Aim of the task => What is the number of lines below that include the string "Result"? Provide that number alone.

BEGIN Information provided

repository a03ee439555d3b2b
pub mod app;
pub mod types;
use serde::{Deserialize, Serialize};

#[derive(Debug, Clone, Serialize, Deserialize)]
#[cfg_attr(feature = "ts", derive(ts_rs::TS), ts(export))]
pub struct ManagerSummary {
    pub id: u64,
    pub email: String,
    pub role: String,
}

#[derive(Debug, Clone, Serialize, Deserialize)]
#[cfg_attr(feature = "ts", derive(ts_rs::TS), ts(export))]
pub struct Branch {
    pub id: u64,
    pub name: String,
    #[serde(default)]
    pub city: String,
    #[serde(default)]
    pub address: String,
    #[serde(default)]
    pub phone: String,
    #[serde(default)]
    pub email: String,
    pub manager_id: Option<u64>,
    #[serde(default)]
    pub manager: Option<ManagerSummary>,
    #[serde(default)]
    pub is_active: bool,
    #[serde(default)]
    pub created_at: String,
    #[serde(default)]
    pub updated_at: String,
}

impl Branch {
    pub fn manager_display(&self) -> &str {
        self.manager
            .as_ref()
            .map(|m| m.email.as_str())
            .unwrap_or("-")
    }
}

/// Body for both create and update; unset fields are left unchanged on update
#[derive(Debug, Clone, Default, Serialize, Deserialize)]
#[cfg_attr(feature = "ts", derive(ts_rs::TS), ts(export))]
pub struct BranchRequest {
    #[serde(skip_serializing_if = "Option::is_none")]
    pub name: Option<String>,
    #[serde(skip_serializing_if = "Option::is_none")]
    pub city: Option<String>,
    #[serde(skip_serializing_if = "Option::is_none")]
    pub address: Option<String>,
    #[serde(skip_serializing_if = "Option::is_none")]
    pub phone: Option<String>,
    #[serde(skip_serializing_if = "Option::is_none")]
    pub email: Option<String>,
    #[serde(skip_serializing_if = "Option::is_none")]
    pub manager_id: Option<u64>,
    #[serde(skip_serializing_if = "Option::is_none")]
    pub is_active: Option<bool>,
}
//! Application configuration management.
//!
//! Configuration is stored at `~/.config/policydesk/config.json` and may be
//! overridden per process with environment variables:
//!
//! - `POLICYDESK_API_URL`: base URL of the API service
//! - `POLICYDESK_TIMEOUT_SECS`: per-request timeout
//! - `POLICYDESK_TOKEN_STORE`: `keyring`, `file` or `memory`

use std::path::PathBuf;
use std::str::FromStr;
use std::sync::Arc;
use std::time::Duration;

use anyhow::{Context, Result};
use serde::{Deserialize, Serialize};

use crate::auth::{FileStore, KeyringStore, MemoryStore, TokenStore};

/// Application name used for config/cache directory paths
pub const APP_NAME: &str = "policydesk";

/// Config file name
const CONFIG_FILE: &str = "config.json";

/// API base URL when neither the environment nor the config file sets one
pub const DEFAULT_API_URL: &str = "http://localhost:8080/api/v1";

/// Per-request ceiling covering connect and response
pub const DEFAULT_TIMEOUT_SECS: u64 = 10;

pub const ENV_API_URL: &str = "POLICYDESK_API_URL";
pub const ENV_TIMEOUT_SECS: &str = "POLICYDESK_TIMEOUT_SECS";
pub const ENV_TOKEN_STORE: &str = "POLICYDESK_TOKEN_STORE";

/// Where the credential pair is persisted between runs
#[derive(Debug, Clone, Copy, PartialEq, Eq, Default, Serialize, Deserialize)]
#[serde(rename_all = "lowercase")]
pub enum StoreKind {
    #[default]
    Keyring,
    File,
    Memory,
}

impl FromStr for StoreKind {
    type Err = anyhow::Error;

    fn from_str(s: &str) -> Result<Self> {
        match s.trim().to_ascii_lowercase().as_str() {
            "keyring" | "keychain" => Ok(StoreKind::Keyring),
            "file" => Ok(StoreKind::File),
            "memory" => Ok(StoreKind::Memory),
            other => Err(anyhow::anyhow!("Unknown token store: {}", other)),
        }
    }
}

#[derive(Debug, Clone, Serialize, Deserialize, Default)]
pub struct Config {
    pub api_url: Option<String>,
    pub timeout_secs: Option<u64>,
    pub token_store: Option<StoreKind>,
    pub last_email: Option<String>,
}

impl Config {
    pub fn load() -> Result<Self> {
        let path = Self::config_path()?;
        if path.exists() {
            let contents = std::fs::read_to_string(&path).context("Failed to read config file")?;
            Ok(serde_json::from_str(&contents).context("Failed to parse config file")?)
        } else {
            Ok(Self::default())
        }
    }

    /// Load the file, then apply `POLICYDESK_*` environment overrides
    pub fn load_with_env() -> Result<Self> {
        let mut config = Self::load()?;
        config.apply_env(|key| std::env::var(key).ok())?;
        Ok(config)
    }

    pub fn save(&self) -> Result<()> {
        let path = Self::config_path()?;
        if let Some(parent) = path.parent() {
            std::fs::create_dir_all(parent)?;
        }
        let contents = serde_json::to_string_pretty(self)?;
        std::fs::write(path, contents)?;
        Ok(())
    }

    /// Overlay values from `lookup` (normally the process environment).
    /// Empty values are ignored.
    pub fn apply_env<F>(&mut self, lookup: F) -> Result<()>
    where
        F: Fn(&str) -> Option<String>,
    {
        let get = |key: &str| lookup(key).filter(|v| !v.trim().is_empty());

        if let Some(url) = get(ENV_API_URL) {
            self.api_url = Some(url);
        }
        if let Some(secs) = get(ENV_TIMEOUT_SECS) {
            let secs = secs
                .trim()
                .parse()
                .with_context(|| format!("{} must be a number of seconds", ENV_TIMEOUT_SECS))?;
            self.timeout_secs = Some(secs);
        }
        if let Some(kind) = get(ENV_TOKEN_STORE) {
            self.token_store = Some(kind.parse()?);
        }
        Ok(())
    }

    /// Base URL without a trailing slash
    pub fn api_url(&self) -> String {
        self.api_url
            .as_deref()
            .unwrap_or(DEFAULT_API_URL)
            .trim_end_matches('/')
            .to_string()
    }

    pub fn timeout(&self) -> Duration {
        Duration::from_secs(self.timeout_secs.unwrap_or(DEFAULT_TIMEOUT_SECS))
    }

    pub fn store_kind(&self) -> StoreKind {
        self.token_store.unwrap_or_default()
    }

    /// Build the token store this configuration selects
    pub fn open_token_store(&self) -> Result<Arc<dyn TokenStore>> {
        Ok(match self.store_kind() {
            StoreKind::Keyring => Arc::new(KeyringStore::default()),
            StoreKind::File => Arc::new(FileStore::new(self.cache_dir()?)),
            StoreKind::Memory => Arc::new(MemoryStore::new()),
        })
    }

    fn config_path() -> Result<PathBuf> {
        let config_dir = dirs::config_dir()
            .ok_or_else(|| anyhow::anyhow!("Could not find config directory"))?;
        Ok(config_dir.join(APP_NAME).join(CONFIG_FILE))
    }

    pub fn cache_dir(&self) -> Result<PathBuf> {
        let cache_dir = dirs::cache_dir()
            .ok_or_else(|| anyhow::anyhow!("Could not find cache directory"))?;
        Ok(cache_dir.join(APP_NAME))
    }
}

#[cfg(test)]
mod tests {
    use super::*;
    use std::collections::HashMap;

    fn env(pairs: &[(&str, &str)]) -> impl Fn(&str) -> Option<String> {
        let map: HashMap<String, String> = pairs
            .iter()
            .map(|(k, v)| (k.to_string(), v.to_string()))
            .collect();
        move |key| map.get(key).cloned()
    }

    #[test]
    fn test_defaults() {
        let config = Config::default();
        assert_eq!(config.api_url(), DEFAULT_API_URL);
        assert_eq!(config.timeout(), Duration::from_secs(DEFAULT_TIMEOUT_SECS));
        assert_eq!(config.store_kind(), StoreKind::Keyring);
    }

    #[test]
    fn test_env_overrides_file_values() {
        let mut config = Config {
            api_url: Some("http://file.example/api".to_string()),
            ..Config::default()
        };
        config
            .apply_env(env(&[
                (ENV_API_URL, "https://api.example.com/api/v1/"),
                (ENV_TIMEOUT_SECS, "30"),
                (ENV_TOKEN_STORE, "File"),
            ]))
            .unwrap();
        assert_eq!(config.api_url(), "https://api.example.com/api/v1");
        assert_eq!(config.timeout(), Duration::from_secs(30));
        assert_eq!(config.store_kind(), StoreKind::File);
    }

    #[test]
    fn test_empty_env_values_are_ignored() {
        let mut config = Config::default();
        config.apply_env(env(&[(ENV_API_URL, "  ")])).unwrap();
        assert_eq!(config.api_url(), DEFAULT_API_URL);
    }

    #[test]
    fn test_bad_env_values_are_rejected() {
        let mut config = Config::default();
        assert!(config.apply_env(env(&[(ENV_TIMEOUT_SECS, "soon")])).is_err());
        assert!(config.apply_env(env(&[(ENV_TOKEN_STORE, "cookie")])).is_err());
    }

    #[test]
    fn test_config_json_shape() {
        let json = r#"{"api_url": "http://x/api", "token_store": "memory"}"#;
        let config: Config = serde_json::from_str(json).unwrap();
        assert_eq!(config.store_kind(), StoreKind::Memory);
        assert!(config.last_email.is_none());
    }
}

END Information provided

Answer to this exercise => 9